* Problem description:
Go through the listing below and say how many lines contain "Outcome"; write nothing but the number.

* Records for this task:
□ □ □ □

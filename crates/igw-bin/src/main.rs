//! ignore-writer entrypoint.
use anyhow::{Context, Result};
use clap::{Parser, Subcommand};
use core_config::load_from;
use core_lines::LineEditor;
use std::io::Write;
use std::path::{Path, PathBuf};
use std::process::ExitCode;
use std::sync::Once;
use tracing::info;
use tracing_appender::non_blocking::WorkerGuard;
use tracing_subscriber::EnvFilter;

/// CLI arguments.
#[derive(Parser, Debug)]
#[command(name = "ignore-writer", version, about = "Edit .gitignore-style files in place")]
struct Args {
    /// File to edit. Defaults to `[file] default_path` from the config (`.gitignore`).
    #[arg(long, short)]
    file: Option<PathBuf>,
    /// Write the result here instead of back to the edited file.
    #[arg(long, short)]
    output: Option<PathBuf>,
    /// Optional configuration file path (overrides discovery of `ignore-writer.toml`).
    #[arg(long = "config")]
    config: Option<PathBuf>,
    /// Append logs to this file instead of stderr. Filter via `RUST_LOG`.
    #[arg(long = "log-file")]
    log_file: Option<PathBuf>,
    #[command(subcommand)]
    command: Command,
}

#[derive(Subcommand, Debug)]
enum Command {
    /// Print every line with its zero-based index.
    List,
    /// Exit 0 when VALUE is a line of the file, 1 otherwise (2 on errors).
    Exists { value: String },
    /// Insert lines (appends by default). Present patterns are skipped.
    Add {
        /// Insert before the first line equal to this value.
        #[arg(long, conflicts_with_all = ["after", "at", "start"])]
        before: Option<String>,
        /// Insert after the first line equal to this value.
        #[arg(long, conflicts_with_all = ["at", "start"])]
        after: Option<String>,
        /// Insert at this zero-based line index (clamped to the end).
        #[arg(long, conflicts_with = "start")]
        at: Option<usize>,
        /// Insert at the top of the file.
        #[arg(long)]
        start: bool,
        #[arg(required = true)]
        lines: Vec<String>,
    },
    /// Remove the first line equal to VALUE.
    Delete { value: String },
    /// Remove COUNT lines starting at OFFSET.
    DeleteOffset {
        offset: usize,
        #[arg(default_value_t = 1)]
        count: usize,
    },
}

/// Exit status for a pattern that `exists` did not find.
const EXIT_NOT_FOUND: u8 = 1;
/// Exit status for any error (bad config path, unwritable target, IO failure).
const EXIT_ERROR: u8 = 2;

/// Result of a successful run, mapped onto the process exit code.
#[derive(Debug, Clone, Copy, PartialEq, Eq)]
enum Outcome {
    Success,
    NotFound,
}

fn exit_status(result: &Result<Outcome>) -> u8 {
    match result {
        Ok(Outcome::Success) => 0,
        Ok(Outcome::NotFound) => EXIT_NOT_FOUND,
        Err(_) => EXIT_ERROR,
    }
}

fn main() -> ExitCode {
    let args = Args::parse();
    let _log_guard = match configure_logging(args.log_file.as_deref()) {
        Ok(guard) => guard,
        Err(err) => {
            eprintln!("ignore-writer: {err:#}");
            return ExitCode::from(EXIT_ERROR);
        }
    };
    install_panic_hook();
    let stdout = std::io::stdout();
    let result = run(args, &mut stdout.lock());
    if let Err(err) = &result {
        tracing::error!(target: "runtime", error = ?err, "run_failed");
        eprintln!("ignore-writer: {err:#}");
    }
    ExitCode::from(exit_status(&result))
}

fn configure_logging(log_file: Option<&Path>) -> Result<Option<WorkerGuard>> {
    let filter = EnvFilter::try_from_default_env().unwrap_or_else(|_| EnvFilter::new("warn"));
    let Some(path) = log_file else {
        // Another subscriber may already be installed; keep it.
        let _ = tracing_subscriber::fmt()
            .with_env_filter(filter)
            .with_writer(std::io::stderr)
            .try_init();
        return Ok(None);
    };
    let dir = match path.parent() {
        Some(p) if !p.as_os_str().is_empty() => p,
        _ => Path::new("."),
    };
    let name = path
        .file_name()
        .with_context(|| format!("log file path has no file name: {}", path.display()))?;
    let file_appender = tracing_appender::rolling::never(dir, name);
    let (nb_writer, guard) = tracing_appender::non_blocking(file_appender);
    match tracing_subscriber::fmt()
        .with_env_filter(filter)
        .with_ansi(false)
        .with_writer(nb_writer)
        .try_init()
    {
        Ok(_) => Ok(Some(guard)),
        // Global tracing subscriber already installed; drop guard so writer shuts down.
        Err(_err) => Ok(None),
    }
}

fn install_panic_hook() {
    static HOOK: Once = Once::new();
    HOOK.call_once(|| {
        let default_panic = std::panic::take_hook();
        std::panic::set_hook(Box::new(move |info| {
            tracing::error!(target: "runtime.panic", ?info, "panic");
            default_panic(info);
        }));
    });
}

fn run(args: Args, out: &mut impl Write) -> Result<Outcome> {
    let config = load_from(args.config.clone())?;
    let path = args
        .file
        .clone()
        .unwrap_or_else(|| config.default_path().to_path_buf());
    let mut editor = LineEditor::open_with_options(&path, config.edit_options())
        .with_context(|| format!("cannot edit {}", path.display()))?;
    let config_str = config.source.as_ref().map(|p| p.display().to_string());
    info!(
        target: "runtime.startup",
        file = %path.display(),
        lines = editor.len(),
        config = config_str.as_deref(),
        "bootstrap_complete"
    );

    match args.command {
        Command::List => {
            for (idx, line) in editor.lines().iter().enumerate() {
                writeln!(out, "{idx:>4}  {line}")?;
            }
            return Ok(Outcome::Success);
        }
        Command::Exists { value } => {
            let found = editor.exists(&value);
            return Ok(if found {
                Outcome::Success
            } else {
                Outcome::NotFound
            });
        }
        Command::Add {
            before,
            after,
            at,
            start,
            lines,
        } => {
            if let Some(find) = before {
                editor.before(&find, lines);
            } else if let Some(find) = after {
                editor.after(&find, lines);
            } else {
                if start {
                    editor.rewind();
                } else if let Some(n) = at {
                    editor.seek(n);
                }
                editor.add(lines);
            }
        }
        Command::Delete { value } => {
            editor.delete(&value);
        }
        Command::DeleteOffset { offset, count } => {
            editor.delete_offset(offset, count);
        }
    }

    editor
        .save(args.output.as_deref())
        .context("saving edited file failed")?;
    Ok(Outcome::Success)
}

□ □ □ □

* Finished task:
9